INSTRUCTIONS FOR THE TASK.
The response should consist of the records, reproduced exactly.

DATA SUPPLIED.

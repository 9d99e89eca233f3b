//! Text and JSON rendering of probe results

use anyhow::Result;
use raymarch_core::Termination;
use serde::Serialize;
use std::fmt;

#[derive(Debug, Serialize)]
pub struct DistanceReport {
    pub shape: &'static str,
    pub point: [f32; 3],
    pub distance: f32,
}

#[derive(Debug, Serialize)]
pub struct NormalReport {
    pub shape: &'static str,
    pub point: [f32; 3],
    pub distance: f32,
    pub normal: [f32; 3],
}

#[derive(Debug, Serialize)]
pub struct MarchReport {
    pub shape: &'static str,
    pub origin: [f32; 3],
    pub direction: [f32; 3],
    pub distance: f32,
    pub steps: u32,
    pub termination: &'static str,
    pub hit: bool,
    #[serde(skip_serializing_if = "Option::is_none")]
    pub point: Option<[f32; 3]>,
    #[serde(skip_serializing_if = "Option::is_none")]
    pub normal: Option<[f32; 3]>,
}

pub fn termination_name(termination: Termination) -> &'static str {
    match termination {
        Termination::Hit => "hit",
        Termination::Escaped => "escaped",
        Termination::StepLimit => "step_limit",
    }
}

/// Print as pretty JSON or as the report's text form.
pub fn print_report<T: Serialize + fmt::Display>(report: &T, json: bool) -> Result<()> {
    if json {
        println!("{}", serde_json::to_string_pretty(report)?);
    } else {
        println!("{report}");
    }
    Ok(())
}

struct Triple([f32; 3]);

impl fmt::Display for Triple {
    fn fmt(&self, f: &mut fmt::Formatter<'_>) -> fmt::Result {
        let [x, y, z] = self.0;
        write!(f, "({x:.4}, {y:.4}, {z:.4})")
    }
}

impl fmt::Display for DistanceReport {
    fn fmt(&self, f: &mut fmt::Formatter<'_>) -> fmt::Result {
        write!(f, "{} at {}: {:.6}", self.shape, Triple(self.point), self.distance)
    }
}

impl fmt::Display for NormalReport {
    fn fmt(&self, f: &mut fmt::Formatter<'_>) -> fmt::Result {
        writeln!(f, "{} at {}", self.shape, Triple(self.point))?;
        writeln!(f, "  distance: {:.6}", self.distance)?;
        write!(f, "  normal:   {}", Triple(self.normal))
    }
}

impl fmt::Display for MarchReport {
    fn fmt(&self, f: &mut fmt::Formatter<'_>) -> fmt::Result {
        writeln!(
            f,
            "{} from {} along {}",
            self.shape,
            Triple(self.origin),
            Triple(self.direction)
        )?;
        writeln!(f, "  distance: {:.6}", self.distance)?;
        writeln!(f, "  steps:    {} ({})", self.steps, self.termination)?;
        if let (Some(point), Some(normal)) = (self.point, self.normal) {
            writeln!(f, "  hit:      {}", Triple(point))?;
            write!(f, "  normal:   {}", Triple(normal))
        } else {
            write!(f, "  miss")
        }
    }
}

EXERCISE RESPONSE.
repository 9d99e89eca233f3b
//! Text and JSON rendering of probe results

use anyhow::Result;
use raymarch_core::Termination;
use serde::Serialize;
use std::fmt;

#[derive(Debug, Serialize)]
pub struct DistanceReport {
    pub shape: &'static str,
    pub point: [f32; 3],
    pub distance: f32,
}

#[derive(Debug, Serialize)]
pub struct NormalReport {
    pub shape: &'static str,
    pub point: [f32; 3],
    pub distance: f32,
    pub normal: [f32; 3],
}

#[derive(Debug, Serialize)]
pub struct MarchReport {
    pub shape: &'static str,
    pub origin: [f32; 3],
    pub direction: [f32; 3],
    pub distance: f32,
    pub steps: u32,
    pub termination: &'static str,
    pub hit: bool,
    #[serde(skip_serializing_if = "Option::is_none")]
    pub point: Option<[f32; 3]>,
    #[serde(skip_serializing_if = "Option::is_none")]
    pub normal: Option<[f32; 3]>,
}

pub fn termination_name(termination: Termination) -> &'static str {
    match termination {
        Termination::Hit => "hit",
        Termination::Escaped => "escaped",
        Termination::StepLimit => "step_limit",
    }
}

/// Print as pretty JSON or as the report's text form.
pub fn print_report<T: Serialize + fmt::Display>(report: &T, json: bool) -> Result<()> {
    if json {
        println!("{}", serde_json::to_string_pretty(report)?);
    } else {
        println!("{report}");
    }
    Ok(())
}

struct Triple([f32; 3]);

impl fmt::Display for Triple {
    fn fmt(&self, f: &mut fmt::Formatter<'_>) -> fmt::Result {
        let [x, y, z] = self.0;
        write!(f, "({x:.4}, {y:.4}, {z:.4})")
    }
}

impl fmt::Display for DistanceReport {
    fn fmt(&self, f: &mut fmt::Formatter<'_>) -> fmt::Result {
        write!(f, "{} at {}: {:.6}", self.shape, Triple(self.point), self.distance)
    }
}

impl fmt::Display for NormalReport {
    fn fmt(&self, f: &mut fmt::Formatter<'_>) -> fmt::Result {
        writeln!(f, "{} at {}", self.shape, Triple(self.point))?;
        writeln!(f, "  distance: {:.6}", self.distance)?;
        write!(f, "  normal:   {}", Triple(self.normal))
    }
}

impl fmt::Display for MarchReport {
    fn fmt(&self, f: &mut fmt::Formatter<'_>) -> fmt::Result {
        writeln!(
            f,
            "{} from {} along {}",
            self.shape,
            Triple(self.origin),
            Triple(self.direction)
        )?;
        writeln!(f, "  distance: {:.6}", self.distance)?;
        writeln!(f, "  steps:    {} ({})", self.steps, self.termination)?;
        if let (Some(point), Some(normal)) = (self.point, self.normal) {
            writeln!(f, "  hit:      {}", Triple(point))?;
            write!(f, "  normal:   {}", Triple(normal))
        } else {
            write!(f, "  miss")
        }
    }
}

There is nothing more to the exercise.